» **Task to carry out**
What do the lines say, reproduced word for word, from the first of the entries below through the line bearing "type Err = String;"?

» **Data**
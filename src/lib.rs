//! workerpipe - supervised worker processes fed over ZeroMQ.
//!
//! Three work-distribution topologies share one process layer and one
//! wire protocol:
//!
//! - [`pipeline::PushPullDaemonManager`]: a single persistent daemon
//! - [`pipeline::PublishPullPipelineManager`]: a pool of addressed workers
//! - [`balancer::LoadBalancerManager`]: a request/reply pool behind a broker
//!
//! Results stream back to a sink and reach the caller as
//! [`pipeline::SinkEvent`]s on a crossbeam channel. The worker halves live
//! in [`worker`].

pub mod balancer;
pub mod config;
pub mod demo;
pub mod error;
pub mod ipc;
pub mod logfwd;
pub mod logging;
pub mod pipeline;
pub mod process;
pub mod worker;

pub use error::{PipeError, Result};
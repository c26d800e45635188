//! Unified logging infrastructure for workerpipe.
//!
//! The driving process logs to stderr (and optionally a file). Worker
//! processes either log compactly to stderr or, when given a collector port,
//! hand every record to a [`LogPublisher`] as JSON.
//!
//! # Environment Variables
//!
//! - `WORKERPIPE_LOG` - Log filter (overrides RUST_LOG)
//! - `WORKERPIPE_LOG_FORMAT` - Output format: pretty, compact, json
//! - `WORKERPIPE_LOG_FILE` - Path to log file (in addition to stderr)
//! - `RUST_LOG` - Standard Rust log filter (fallback)
//!
//! # Example
//!
//! ```no_run
//! use workerpipe::logging::{LogConfig, init};
//!
//! let config = LogConfig::default().with_env_overrides();
//! init(config);
//! ```

use std::path::PathBuf;
use std::str::FromStr;

use crate::logfwd::LogPublisher;
use tracing::Level;
use tracing::level_filters::LevelFilter;
use tracing_appender::rolling::{RollingFileAppender, Rotation};
use tracing_subscriber::{EnvFilter, fmt, layer::SubscriberExt, util::SubscriberInitExt};

/// Verbosity used when nothing else is configured (info).
pub const DEFAULT_VERBOSITY: u8 = 2;

/// Log output format.
#[derive(Debug, Clone, Copy, Default, PartialEq, Eq)]
pub enum LogFormat {
    /// Human-readable pretty format (default for development)
    #[default]
    Pretty,
    /// Compact single-line format
    Compact,
    /// JSON format for log aggregation systems
    Json,
}

impl FromStr for LogFormat {
    type Err = String;

    fn from_str(s: &str) -> Result<Self, Self::Err> {
        match s.to_lowercase().as_str() {
            "pretty" | "full" => Ok(Self::Pretty),
            "compact" => Ok(Self::Compact),
            "json" => Ok(Self::Json),
            _ => Err(format!(
                "Unknown log format: '{}'. Valid options: pretty, compact, json",
                s
            )),
        }
    }
}

impl std::fmt::Display for LogFormat {
    fn fmt(&self, f: &mut std::fmt::Formatter<'_>) -> std::fmt::Result {
        match self {
            Self::Pretty => write!(f, "pretty"),
            Self::Compact => write!(f, "compact"),
            Self::Json => write!(f, "json"),
        }
    }
}

/// Logging configuration of the driving process.
#[derive(Debug, Clone)]
pub struct LogConfig {
    /// Base log level (default: INFO)
    pub level: Level,
    /// Log format (default: Pretty)
    pub format: LogFormat,
    /// Path to a log file, written in addition to stderr
    pub file_path: Option<PathBuf>,
    /// Custom filter string (overrides level if set)
    pub filter: Option<String>,
    /// Show target module in logs (default: true)
    pub show_target: bool,
}

impl Default for LogConfig {
    fn default() -> Self {
        Self {
            level: Level::INFO,
            format: LogFormat::Pretty,
            file_path: None,
            filter: None,
            show_target: true,
        }
    }
}

impl LogConfig {
    pub fn new() -> Self {
        Self::default()
    }

    pub fn with_level(mut self, level: Level) -> Self {
        self.level = level;
        self
    }

    pub fn with_format(mut self, format: LogFormat) -> Self {
        self.format = format;
        self
    }

    pub fn with_file(mut self, path: PathBuf) -> Self {
        self.file_path = Some(path);
        self
    }

    pub fn with_filter(mut self, filter: String) -> Self {
        self.filter = Some(filter);
        self
    }

    /// Apply environment variable overrides.
    ///
    /// A filter already set from the command line wins over `WORKERPIPE_LOG`
    /// and `RUST_LOG`.
    pub fn with_env_overrides(mut self) -> Self {
        if self.filter.is_none() {
            if let Ok(filter) = std::env::var("WORKERPIPE_LOG") {
                self.filter = Some(filter);
            } else if let Ok(filter) = std::env::var("RUST_LOG") {
                self.filter = Some(filter);
            }
        }

        if let Ok(format) = std::env::var("WORKERPIPE_LOG_FORMAT")
            && let Ok(f) = format.parse()
        {
            self.format = f;
        }

        if let Ok(path) = std::env::var("WORKERPIPE_LOG_FILE") {
            self.file_path = Some(PathBuf::from(path));
        }

        self
    }

    fn build_filter(&self) -> EnvFilter {
        if let Some(ref filter) = self.filter {
            EnvFilter::try_new(filter).unwrap_or_else(|_| {
                eprintln!("Warning: Invalid log filter '{}', using default", filter);
                level_filter(self.level)
            })
        } else {
            level_filter(self.level)
        }
    }
}

fn level_filter(level: Level) -> EnvFilter {
    EnvFilter::new(level.as_str().to_lowercase())
}

/// Map a numeric verbosity (0 error .. 4 trace) to a level.
pub fn level_from_verbosity(verbosity: u8) -> Level {
    match verbosity {
        0 => Level::ERROR,
        1 => Level::WARN,
        2 => Level::INFO,
        3 => Level::DEBUG,
        _ => Level::TRACE,
    }
}

/// Inverse of [`level_from_verbosity`].
pub fn verbosity_from_level(level: Level) -> u8 {
    match level {
        Level::ERROR => 0,
        Level::WARN => 1,
        Level::INFO => 2,
        Level::DEBUG => 3,
        Level::TRACE => 4,
    }
}

/// Verbosity of the most detailed level the global subscriber enables.
pub fn current_verbosity() -> u8 {
    LevelFilter::current()
        .into_level()
        .map(verbosity_from_level)
        .unwrap_or(0)
}

/// Initialize the global tracing subscriber of the driving process.
///
/// Subsequent calls are silently ignored.
pub fn init(config: LogConfig) {
    let filter = config.build_filter();
    let file_layer = config.file_path.as_ref().map(|path| {
        let parent = path.parent().unwrap_or(std::path::Path::new("."));
        let file_name = path
            .file_name()
            .and_then(|n| n.to_str())
            .unwrap_or("workerpipe.log");
        fmt::layer()
            .with_ansi(false)
            .with_target(config.show_target)
            .with_writer(RollingFileAppender::new(Rotation::NEVER, parent, file_name))
    });

    let registry = tracing_subscriber::registry().with(filter).with(file_layer);
    let result = match config.format {
        LogFormat::Json => registry
            .with(
                fmt::layer()
                    .json()
                    .with_target(config.show_target)
                    .with_writer(std::io::stderr),
            )
            .try_init(),
        LogFormat::Compact => registry
            .with(
                fmt::layer()
                    .compact()
                    .with_target(config.show_target)
                    .with_writer(std::io::stderr),
            )
            .try_init(),
        LogFormat::Pretty => registry
            .with(
                fmt::layer()
                    .with_target(config.show_target)
                    .with_writer(std::io::stderr),
            )
            .try_init(),
    };

    // Silently ignore if already initialized (idempotent)
    let _ = result;
}

/// Initialize logging in a worker process.
///
/// With a publisher, records go to the collector of the driving process as
/// JSON; otherwise they are written compactly to stderr.
pub fn init_worker(verbosity: u8, publisher: Option<LogPublisher>) {
    let filter = level_filter(level_from_verbosity(verbosity));
    let result = match publisher {
        Some(publisher) => tracing_subscriber::registry()
            .with(filter)
            .with(
                fmt::layer()
                    .json()
                    .with_current_span(false)
                    .with_span_list(false)
                    .with_writer(publisher),
            )
            .try_init(),
        None => tracing_subscriber::registry()
            .with(filter)
            .with(fmt::layer().compact().with_writer(std::io::stderr))
            .try_init(),
    };
    let _ = result;
}
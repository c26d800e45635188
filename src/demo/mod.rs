//! Small jobs that exercise each topology end to end.
//!
//! - `scan`: directory walk on a publish/pull pipeline
//! - `stat`: file metadata from a push/pull daemon
//! - `probe`: file signatures from a load balanced pool

pub mod probe;
pub mod scan;
pub mod stat;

» **Output below**
filename src/lib.rs
//! workerpipe - supervised worker processes fed over ZeroMQ.
//!
//! Three work-distribution topologies share one process layer and one
//! wire protocol:
//!
//! - [`pipeline::PushPullDaemonManager`]: a single persistent daemon
//! - [`pipeline::PublishPullPipelineManager`]: a pool of addressed workers
//! - [`balancer::LoadBalancerManager`]: a request/reply pool behind a broker
//!
//! Results stream back to a sink and reach the caller as
//! [`pipeline::SinkEvent`]s on a crossbeam channel. The worker halves live
//! in [`worker`].

pub mod balancer;
pub mod config;
pub mod demo;
pub mod error;
pub mod ipc;
pub mod logfwd;
pub mod logging;
pub mod pipeline;
pub mod process;
pub mod worker;

pub use error::{PipeError, Result};
repository c26d800e45635188
//! Unified logging infrastructure for workerpipe.
//!
//! The driving process logs to stderr (and optionally a file). Worker
//! processes either log compactly to stderr or, when given a collector port,
//! hand every record to a [`LogPublisher`] as JSON.
//!
//! # Environment Variables
//!
//! - `WORKERPIPE_LOG` - Log filter (overrides RUST_LOG)
//! - `WORKERPIPE_LOG_FORMAT` - Output format: pretty, compact, json
//! - `WORKERPIPE_LOG_FILE` - Path to log file (in addition to stderr)
//! - `RUST_LOG` - Standard Rust log filter (fallback)
//!
//! # Example
//!
//! ```no_run
//! use workerpipe::logging::{LogConfig, init};
//!
//! let config = LogConfig::default().with_env_overrides();
//! init(config);
//! ```

use std::path::PathBuf;
use std::str::FromStr;

use crate::logfwd::LogPublisher;
use tracing::Level;
use tracing::level_filters::LevelFilter;
use tracing_appender::rolling::{RollingFileAppender, Rotation};
use tracing_subscriber::{EnvFilter, fmt, layer::SubscriberExt, util::SubscriberInitExt};

/// Verbosity used when nothing else is configured (info).
pub const DEFAULT_VERBOSITY: u8 = 2;

/// Log output format.
#[derive(Debug, Clone, Copy, Default, PartialEq, Eq)]
pub enum LogFormat {
    /// Human-readable pretty format (default for development)
    #[default]
    Pretty,
    /// Compact single-line format
    Compact,
    /// JSON format for log aggregation systems
    Json,
}

impl FromStr for LogFormat {
    type Err = String;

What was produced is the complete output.